State how many lines in the records below include the word "usize". Give nothing but that number.
--- DATA PROVIDED ---
//! Seekable byte streams.
//!
//! Everything above this module talks to a [`BinaryWriter`] or
//! [`BinaryReader`]: sequential transfer from the current position plus
//! absolute seeks. Reads and writes either move exactly the requested number
//! of bytes or fail; there are no partial results.

use std::{
    fs::File,
    io::{self, BufReader, BufWriter, Read, Seek, SeekFrom, Write},
    path::Path,
};

use byteorder::{ByteOrder, LittleEndian};
use bytemuck::Pod;

use crate::batch::ReadCommand;

/// Internal buffer size of the file-backed streams.
pub const STREAM_BUFFER_SIZE: usize = 64 * 1024;

/// Sequential writer with random access.
pub trait BinaryWriter {
    /// Write all of `bytes` at the current position.
    fn write_bytes(&mut self, bytes: &[u8]) -> io::Result<()>;

    /// Current byte offset.
    fn position(&self) -> u64;

    /// Move to an absolute byte offset.
    fn set_position(&mut self, position: u64) -> io::Result<()>;
}

/// Sequential reader with random access.
pub trait BinaryReader {
    /// Fill `buf` from the current position.
    fn read_bytes(&mut self, buf: &mut [u8]) -> io::Result<()>;

    /// Current byte offset.
    fn position(&self) -> u64;

    /// Move to an absolute byte offset.
    fn set_position(&mut self, position: u64) -> io::Result<()>;

    /// Total length of the stream in bytes.
    fn stream_len(&self) -> u64;

    /// Execute a batch of independent reads and hand the filled buffers back
    /// in submission order. The stream position is left unchanged.
    fn read_batch(&mut self, mut commands: Vec<ReadCommand>) -> io::Result<Vec<ReadCommand>> {
        let resume = self.position();
        for command in &mut commands {
            self.set_position(command.offset)?;
            self.read_bytes(&mut command.buffer)?;
        }
        self.set_position(resume)?;
        Ok(commands)
    }
}

/// Little-endian typed writes.
pub trait BinaryWriterExt: BinaryWriter {
    fn write_u32(&mut self, value: u32) -> io::Result<()> {
        let mut buf = [0; 4];
        LittleEndian::write_u32(&mut buf, value);
        self.write_bytes(&buf)
    }

    fn write_i32(&mut self, value: i32) -> io::Result<()> {
        let mut buf = [0; 4];
        LittleEndian::write_i32(&mut buf, value);
        self.write_bytes(&buf)
    }

    fn write_u64(&mut self, value: u64) -> io::Result<()> {
        let mut buf = [0; 8];
        LittleEndian::write_u64(&mut buf, value);
        self.write_bytes(&buf)
    }

    fn write_i64(&mut self, value: i64) -> io::Result<()> {
        let mut buf = [0; 8];
        LittleEndian::write_i64(&mut buf, value);
        self.write_bytes(&buf)
    }

    fn write_pod<T: Pod>(&mut self, value: &T) -> io::Result<()> {
        self.write_bytes(bytemuck::bytes_of(value))
    }

    fn write_pod_slice<T: Pod>(&mut self, values: &[T]) -> io::Result<()> {
        self.write_bytes(bytemuck::cast_slice(values))
    }
}

impl<W: BinaryWriter + ?Sized> BinaryWriterExt for W {}

/// Little-endian typed reads.
pub trait BinaryReaderExt: BinaryReader {
    fn read_u32(&mut self) -> io::Result<u32> {
        let mut buf = [0; 4];
        self.read_bytes(&mut buf)?;
        Ok(LittleEndian::read_u32(&buf))
    }

    fn read_i32(&mut self) -> io::Result<i32> {
        let mut buf = [0; 4];
        self.read_bytes(&mut buf)?;
        Ok(LittleEndian::read_i32(&buf))
    }

    fn read_u64(&mut self) -> io::Result<u64> {
        let mut buf = [0; 8];
        self.read_bytes(&mut buf)?;
        Ok(LittleEndian::read_u64(&buf))
    }

    fn read_i64(&mut self) -> io::Result<i64> {
        let mut buf = [0; 8];
        self.read_bytes(&mut buf)?;
        Ok(LittleEndian::read_i64(&buf))
    }

    fn read_pod<T: Pod>(&mut self) -> io::Result<T> {
        let mut value = T::zeroed();
        self.read_bytes(bytemuck::bytes_of_mut(&mut value))?;
        Ok(value)
    }

    fn read_pod_vec<T: Pod>(&mut self, count: usize) -> io::Result<Vec<T>> {
        let mut values = vec![T::zeroed(); count];
        self.read_bytes(bytemuck::cast_slice_mut(&mut values))?;
        Ok(values)
    }
}

impl<R: BinaryReader + ?Sized> BinaryReaderExt for R {}

fn to_index(position: u64) -> io::Result<usize> {
    usize::try_from(position)
        .map_err(|_| io::Error::new(io::ErrorKind::InvalidInput, "position exceeds address space"))
}

// ==================== Memory ====================

/// Growable in-memory stream. Seeking past the end and writing zero-fills
/// the gap.
#[derive(Debug, Default, Clone)]
pub struct MemoryBinaryWriter {
    buffer: Vec<u8>,
    position: usize,
}

impl MemoryBinaryWriter {
    #[must_use]
    pub fn new() -> Self {
        Self::default()
    }

    #[must_use]
    pub fn with_capacity(capacity: usize) -> Self {
        Self {
            buffer: Vec::with_capacity(capacity),
            position: 0,
        }
    }

    #[must_use]
    pub fn as_slice(&self) -> &[u8] {
        &self.buffer
    }

    #[must_use]
    pub fn into_inner(self) -> Vec<u8> {
        self.buffer
    }

    #[must_use]
    pub fn len(&self) -> usize {
        self.buffer.len()
    }

    #[must_use]
    pub fn is_empty(&self) -> bool {
        self.buffer.is_empty()
    }
}

impl BinaryWriter for MemoryBinaryWriter {
    fn write_bytes(&mut self, bytes: &[u8]) -> io::Result<()> {
        let end = self.position + bytes.len();
        if end > self.buffer.len() {
            self.buffer.resize(end, 0);
        }
        self.buffer[self.position..end].copy_from_slice(bytes);
        self.position = end;
        Ok(())
    }

    fn position(&self) -> u64 {
        self.position as u64
    }

    fn set_position(&mut self, position: u64) -> io::Result<()> {
        self.position = to_index(position)?;
        Ok(())
    }
}

/// Reader over a borrowed byte slice.
#[derive(Debug, Clone)]
pub struct MemoryBinaryReader<'a> {
    data: &'a [u8],
    position: usize,
}

impl<'a> MemoryBinaryReader<'a> {
    #[must_use]
    pub const fn new(data: &'a [u8]) -> Self {
        Self { data, position: 0 }
    }
}

impl BinaryReader for MemoryBinaryReader<'_> {
    fn read_bytes(&mut self, buf: &mut [u8]) -> io::Result<()> {
        let end = self.position + buf.len();
        let Some(source) = self.data.get(self.position..end) else {
            return Err(io::Error::new(
                io::ErrorKind::UnexpectedEof,
                format!("read of {} bytes at {} past end {}", buf.len(), self.position, self.data.len()),
            ));
        };
        buf.copy_from_slice(source);
        self.position = end;
        Ok(())
    }

    fn position(&self) -> u64 {
        self.position as u64
    }

    fn set_position(&mut self, position: u64) -> io::Result<()> {
        let position = to_index(position)?;
        if position > self.data.len() {
            return Err(io::Error::new(
                io::ErrorKind::UnexpectedEof,
                format!("seek to {position} past end {}", self.data.len()),
            ));
        }
        self.position = position;
        Ok(())
    }

    fn stream_len(&self) -> u64 {
        self.data.len() as u64
    }
}

// ==================== Files ====================

/// Buffered file writer.
pub struct StreamBinaryWriter {
    inner: BufWriter<File>,
    position: u64,
}

impl StreamBinaryWriter {
    /// Create (or truncate) a file for writing.
    pub fn create(path: impl AsRef<Path>) -> io::Result<Self> {
        Self::from_file(File::create(path)?)
    }

    /// Wrap an open file. Writing continues at the file's current offset.
    pub fn from_file(mut file: File) -> io::Result<Self> {
        let position = file.stream_position()?;
        Ok(Self {
            inner: BufWriter::with_capacity(STREAM_BUFFER_SIZE, file),
            position,
        })
    }

    /// Flush buffered bytes and return the file.
    pub fn into_inner(self) -> io::Result<File> {
        self.inner.into_inner().map_err(io::IntoInnerError::into_error)
    }

    pub fn flush(&mut self) -> io::Result<()> {
        self.inner.flush()
    }
}

impl BinaryWriter for StreamBinaryWriter {
    fn write_bytes(&mut self, bytes: &[u8]) -> io::Result<()> {
        self.inner.write_all(bytes)?;
        self.position += bytes.len() as u64;
        Ok(())
    }

    fn position(&self) -> u64 {
        self.position
    }

    fn set_position(&mut self, position: u64) -> io::Result<()> {
        // BufWriter flushes before seeking.
        self.inner.seek(SeekFrom::Start(position))?;
        self.position = position;
        Ok(())
    }
}

/// Buffered file reader.
pub struct StreamBinaryReader {
    inner: BufReader<File>,
    position: u64,
    len: u64,
}

impl StreamBinaryReader {
    pub fn open(path: impl AsRef<Path>) -> io::Result<Self> {
        Self::from_file(File::open(path)?)
    }

    /// Wrap an open file. Reading continues at the file's current offset.
    pub fn from_file(mut file: File) -> io::Result<Self> {
        let len = file.metadata()?.len();
        let position = file.stream_position()?;
        Ok(Self {
            inner: BufReader::with_capacity(STREAM_BUFFER_SIZE, file),
            position,
            len,
        })
    }
}

impl BinaryReader for StreamBinaryReader {
    fn read_bytes(&mut self, buf: &mut [u8]) -> io::Result<()> {
        self.inner.read_exact(buf)?;
        self.position += buf.len() as u64;
        Ok(())
    }

    fn position(&self) -> u64 {
        self.position
    }

    fn set_position(&mut self, position: u64) -> io::Result<()> {
        if position != self.position {
            self.inner.seek(SeekFrom::Start(position))?;
            self.position = position;
        }
        Ok(())
    }

    fn stream_len(&self) -> u64 {
        self.len
    }
}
---
§ OUTPUT OF THE TASK:
8